“Oh yeah, I used to be anorexic too”
I’m sorry, but no. You didn’t.
I’m not trying to be mean. I’m not ignoring the prevalence, severity, and potential danger of extreme dieting and disordered eating habits. But society seems to have a huge misunderstanding of what an eating disorder actually is. I’ve had people say things to me like “I used to be anorexic, but then I realized how unhealthy I was and I turned it around.” Or “I had an eating disorder for a couple months, but then I decided to stop.” I realize that comments like these are said with the intent to inspire and encourage, but honestly, it’s insulting. It’s like telling someone with brain cancer that you understand what they’re going through because you had a concussion once.
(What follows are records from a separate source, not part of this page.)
//! Prediction request orchestration.
//!
//! [`Predictor`] turns a validated [`PatientRecord`] into one oracle request,
//! awaits the single reply under a timeout and a cancellation token, parses
//! it against the verdict contract and normalizes the result.

use std::env;
use std::time::Duration;

use tracing::{debug, error, info, instrument, warn};

use crate::backend::{Oracle, OracleRequest, parse_structured};
use crate::cancel::CancellationToken;
use crate::error::PredictionError;
use crate::model::{OracleVerdict, PatientRecord, PredictionVerdict};

/// Timeout applied to each prediction unless configured otherwise.
pub const DEFAULT_TIMEOUT: Duration = Duration::from_secs(30);

/// Orchestrator settings.
#[derive(Debug, Clone, PartialEq, Eq)]
pub struct PredictorConfig {
    /// Upper bound on one oracle call; `None` waits indefinitely
    pub timeout: Option<Duration>,
}

impl Default for PredictorConfig {
    fn default() -> Self {
        Self {
            timeout: Some(DEFAULT_TIMEOUT),
        }
    }
}

impl PredictorConfig {
    /// Read `CKDSCREEN_TIMEOUT_SECS`; `0` disables the timeout.
    ///
    /// Unset or unparseable values keep [`DEFAULT_TIMEOUT`].
    pub fn from_env() -> Self {
        let timeout = match env::var("CKDSCREEN_TIMEOUT_SECS") {
            Ok(raw) => match raw.trim().parse::<u64>() {
                Ok(0) => None,
                Ok(secs) => Some(Duration::from_secs(secs)),
                Err(_) => {
                    warn!(value = %raw, "Invalid CKDSCREEN_TIMEOUT_SECS, using default");
                    Some(DEFAULT_TIMEOUT)
                }
            },
            Err(_) => Some(DEFAULT_TIMEOUT),
        };
        Self { timeout }
    }
}

/// Build the natural-language prompt embedding the patient data.
fn build_prompt(patient_json: &str) -> String {
    format!(
        "You are a medical AI specialising in nephrology. Predict the likelihood of Chronic Kidney Disease (CKD) from the patient data below.\n\n\
         Patient Data:\n{}\n\n\
         Respond with a JSON object containing your prediction, a confidence score, the patient's risk level and a numerical risk score.\n\
         - \"prediction\" must be exactly \"CKD Detected\" or \"No CKD Detected\".\n\
         - \"confidence\" must be a number from 0 to 100 expressing your certainty.\n\
         - \"riskLevel\" must be exactly \"Low\", \"Medium\" or \"High\". If no CKD is detected, the risk level must be \"Low\".\n\
         - \"riskScore\" must be a number from 0 to 100; a higher score means a higher risk.",
        patient_json
    )
}

/// The prediction request orchestrator.
///
/// Owns its oracle; construct one per process and share it by reference.
/// Each call to [`predict`](Self::predict) issues exactly one oracle request
/// and is never retried or cached.
///
/// # Examples
///
/// ```no_run
/// # async fn example() -> Result<(), Box<dyn std::error::Error>> {
/// use ckdscreen::{BoundsPolicy, DomainSchema, GeminiClient, Predictor, Sample, validate_form};
///
/// let predictor = Predictor::new(GeminiClient::from_env()?);
/// let record = validate_form(
///     &Sample::CkdPositive.to_form(),
///     &DomainSchema::standard(),
///     BoundsPolicy::Strict,
/// )?;
/// let verdict = predictor.predict(&record).await?;
/// println!("{} ({}% confidence)", verdict.outcome(), verdict.confidence());
/// # Ok(())
/// # }
/// ```
pub struct Predictor<O> {
    oracle: O,
    config: PredictorConfig,
}

impl<O: Oracle> Predictor<O> {
    pub fn new(oracle: O) -> Self {
        Self::with_config(oracle, PredictorConfig::default())
    }

    pub fn with_config(oracle: O, config: PredictorConfig) -> Self {
        info!(oracle = oracle.name(), timeout = ?config.timeout, "Created predictor");
        Self { oracle, config }
    }

    /// Set or clear the per-call timeout.
    pub fn timeout(mut self, timeout: Option<Duration>) -> Self {
        debug!(previous_timeout = ?self.config.timeout, new_timeout = ?timeout, "Setting timeout");
        self.config.timeout = timeout;
        self
    }

    pub fn config(&self) -> &PredictorConfig {
        &self.config
    }

    pub fn oracle(&self) -> &O {
        &self.oracle
    }

    /// Serialize the record and attach the verdict output contract.
    pub fn build_request(&self, record: &PatientRecord) -> Result<OracleRequest, PredictionError> {
        let patient_json = serde_json::to_string_pretty(record)?;
        Ok(OracleRequest::for_output::<OracleVerdict>(build_prompt(
            &patient_json,
        )))
    }

    /// Obtain a normalized verdict for `record`.
    pub async fn predict(&self, record: &PatientRecord) -> Result<PredictionVerdict, PredictionError> {
        self.predict_with_cancel(record, &CancellationToken::new())
            .await
    }

    /// Like [`predict`](Self::predict), abandoning the call with
    /// [`PredictionError::Cancelled`] once `cancel` fires.
    #[instrument(name = "predict", skip_all, fields(oracle = self.oracle.name()))]
    pub async fn predict_with_cancel(
        &self,
        record: &PatientRecord,
        cancel: &CancellationToken,
    ) -> Result<PredictionVerdict, PredictionError> {
        if cancel.is_cancelled() {
            warn!("Prediction cancelled before the oracle was called");
            return Err(PredictionError::Cancelled);
        }

        let request = self.build_request(record)?;
        debug!(prompt_len = request.prompt.len(), "Built oracle request");

        let call = self.oracle.generate(&request);
        let bounded = async {
            match self.config.timeout {
                Some(limit) => tokio::time::timeout(limit, call).await.unwrap_or_else(|_| {
                    error!(timeout = ?limit, "Oracle call timed out");
                    Err(PredictionError::Timeout)
                }),
                None => call.await,
            }
        };

        let text = tokio::select! {
            biased;
            _ = cancel.cancelled() => {
                warn!("Prediction cancelled while awaiting the oracle");
                return Err(PredictionError::Cancelled);
            }
            result = bounded => result?,
        };

        let raw: OracleVerdict = parse_structured(&text)?;
        let verdict = PredictionVerdict::from(raw);
        info!(
            outcome = %verdict.outcome(),
            risk_level = %verdict.risk_level(),
            confidence = verdict.confidence(),
            "Prediction complete"
        );
        Ok(verdict)
    }
}

#[cfg(test)]
mod tests {
    use super::*;

    #[test]
    fn prompt_states_the_contract() {
        let prompt = build_prompt("{\"sc\": 1.8}");
        assert!(prompt.contains("{\"sc\": 1.8}"));
        assert!(prompt.contains("\"CKD Detected\" or \"No CKD Detected\""));
        assert!(prompt.contains("must be \"Low\""));
    }

    #[test]
    fn default_timeout_is_set() {
        assert_eq!(PredictorConfig::default().timeout, Some(DEFAULT_TIMEOUT));
    }
}
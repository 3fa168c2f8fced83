mod record;
mod verdict;

pub use record::{FieldValue, PatientRecord};
pub use verdict::{OracleVerdict, Outcome, PredictionVerdict, RiskLevel};

use serde::de::DeserializeOwned;

use crate::error::PredictionError;
use crate::schema::SchemaType;

/// A type the oracle is asked to produce as JSON.
///
/// Combines the output schema sent with the request, deserialization of the
/// reply, and contract checks that types alone cannot express.
///
/// # Example
///
/// ```
/// use ckdscreen::{PredictionError, Schema, SchemaBuilder, SchemaType, StructuredOutput};
/// use serde::Deserialize;
/// use serde_json::json;
///
/// #[derive(Deserialize)]
/// struct Egfr {
///     value: f64,
/// }
///
/// impl SchemaType for Egfr {
///     fn schema() -> Schema {
///         SchemaBuilder::object()
///             .property("value", json!({"type": "number"}), true)
///             .build()
///     }
/// }
///
/// impl StructuredOutput for Egfr {
///     fn validate(&self) -> Result<(), PredictionError> {
///         if self.value < 0.0 {
///             return Err(PredictionError::MalformedResponse(
///                 format!("eGFR cannot be negative, got {}", self.value)
///             ));
///         }
///         Ok(())
///     }
/// }
/// ```
pub trait StructuredOutput: SchemaType + DeserializeOwned {
    /// Checks beyond type conformance; the default accepts everything.
    fn validate(&self) -> std::result::Result<(), PredictionError> {
        Ok(())
    }
}
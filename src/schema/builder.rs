use std::collections::{BTreeMap, BTreeSet};

use serde_json::{Map, Value, json};

use super::Schema;

/// Incremental builder for an object schema.
///
/// Properties and required names render in name order, so the same calls
/// always produce byte-identical JSON.
#[derive(Debug, Default)]
pub struct SchemaBuilder {
    description: Option<String>,
    properties: BTreeMap<String, Value>,
    required: BTreeSet<String>,
}

impl SchemaBuilder {
    pub fn object() -> Self {
        Self::default()
    }

    pub fn description(mut self, description: impl Into<String>) -> Self {
        self.description = Some(description.into());
        self
    }

    /// Add a property with an arbitrary schema fragment.
    pub fn property(mut self, name: impl Into<String>, fragment: Value, required: bool) -> Self {
        let name = name.into();
        if required {
            self.required.insert(name.clone());
        }
        self.properties.insert(name, fragment);
        self
    }

    /// Required string property restricted to `values`.
    pub fn one_of(self, name: impl Into<String>, values: &[&str], description: &str) -> Self {
        self.property(
            name,
            json!({
                "type": "string",
                "enum": values,
                "description": description,
            }),
            true,
        )
    }

    /// Required number property within `[min, max]`.
    pub fn bounded_number(
        self,
        name: impl Into<String>,
        min: f64,
        max: f64,
        description: &str,
    ) -> Self {
        self.property(
            name,
            json!({
                "type": "number",
                "minimum": min,
                "maximum": max,
                "description": description,
            }),
            true,
        )
    }

    pub fn build(self) -> Schema {
        let mut schema = Map::new();
        schema.insert("type".into(), json!("object"));
        if let Some(description) = self.description {
            schema.insert("description".into(), json!(description));
        }
        schema.insert(
            "properties".into(),
            Value::Object(self.properties.into_iter().collect()),
        );
        if !self.required.is_empty() {
            schema.insert("required".into(), json!(self.required));
        }
        Schema::new(Value::Object(schema))
    }
}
I could show you numbers and statistics. I could show you the research and argue my point. But that’s boring and I’m not a scientist or a psychologist. (If you’re interested, just head over to edbites.com). I can just say from my own experience and research, that eating disorders are a lot more uncommon and a lot more serious than people think.
First of all, there’s disordered-eating, which is actually very different from an eating disorder. Disordered eating can be a reaction to trauma, an attempt to control stressful circumstances, or the result of poor self-confidence and body image. It’s widespread in today’s culture. It’s why girls start dieting at 8 years old. It’s why people skip meals in order to keep their weight in check. Disordered eating can and often does include fasting, binging, purging, and obsession with body image…all the symptoms of anorexia and bulimia…but it doesn’t mean the person has an eating disorder.
Eating disorders look a bit different. An eating disorder is a mental illness that causes serious physical harm and is potentially fatal. Unlike disordered eating, someone with anorexia or bulimia does not choose to engage in such behaviors. Eating disorders aren’t about control, or family issues, or whatever else Dr. Phil has told you. Eating disorders are about trying to silence the noise in one’s head that gets increasingly louder in reaction to food. In order to keep anxiety at bay, the patient will withdraw from social activities, hide food, and develop rigid “food rules.”
Here’s another way to look at it: many people drink alcohol. But not everyone who drinks is an alcoholic.
Similarly, not everyone with disordered eating habits has an eating disorder.
However, it’s not always easy to distinguish between the two; disordered eating can look a lot like an eating disorder. In the end, I know an eating disorder when I see one.
Both issues are important. Both issues deserve attention and action. But it’s well, hurtful, when someone believes that their extreme diet plan is equivalent to my best friend’s 6-year long battle with this illness. Preventing disordered eating, particularly in young girls, is something I am seriously passionate about. But I’m also passionate about shedding light on the world of eating disorders and giving sufferers the treatment they deserve.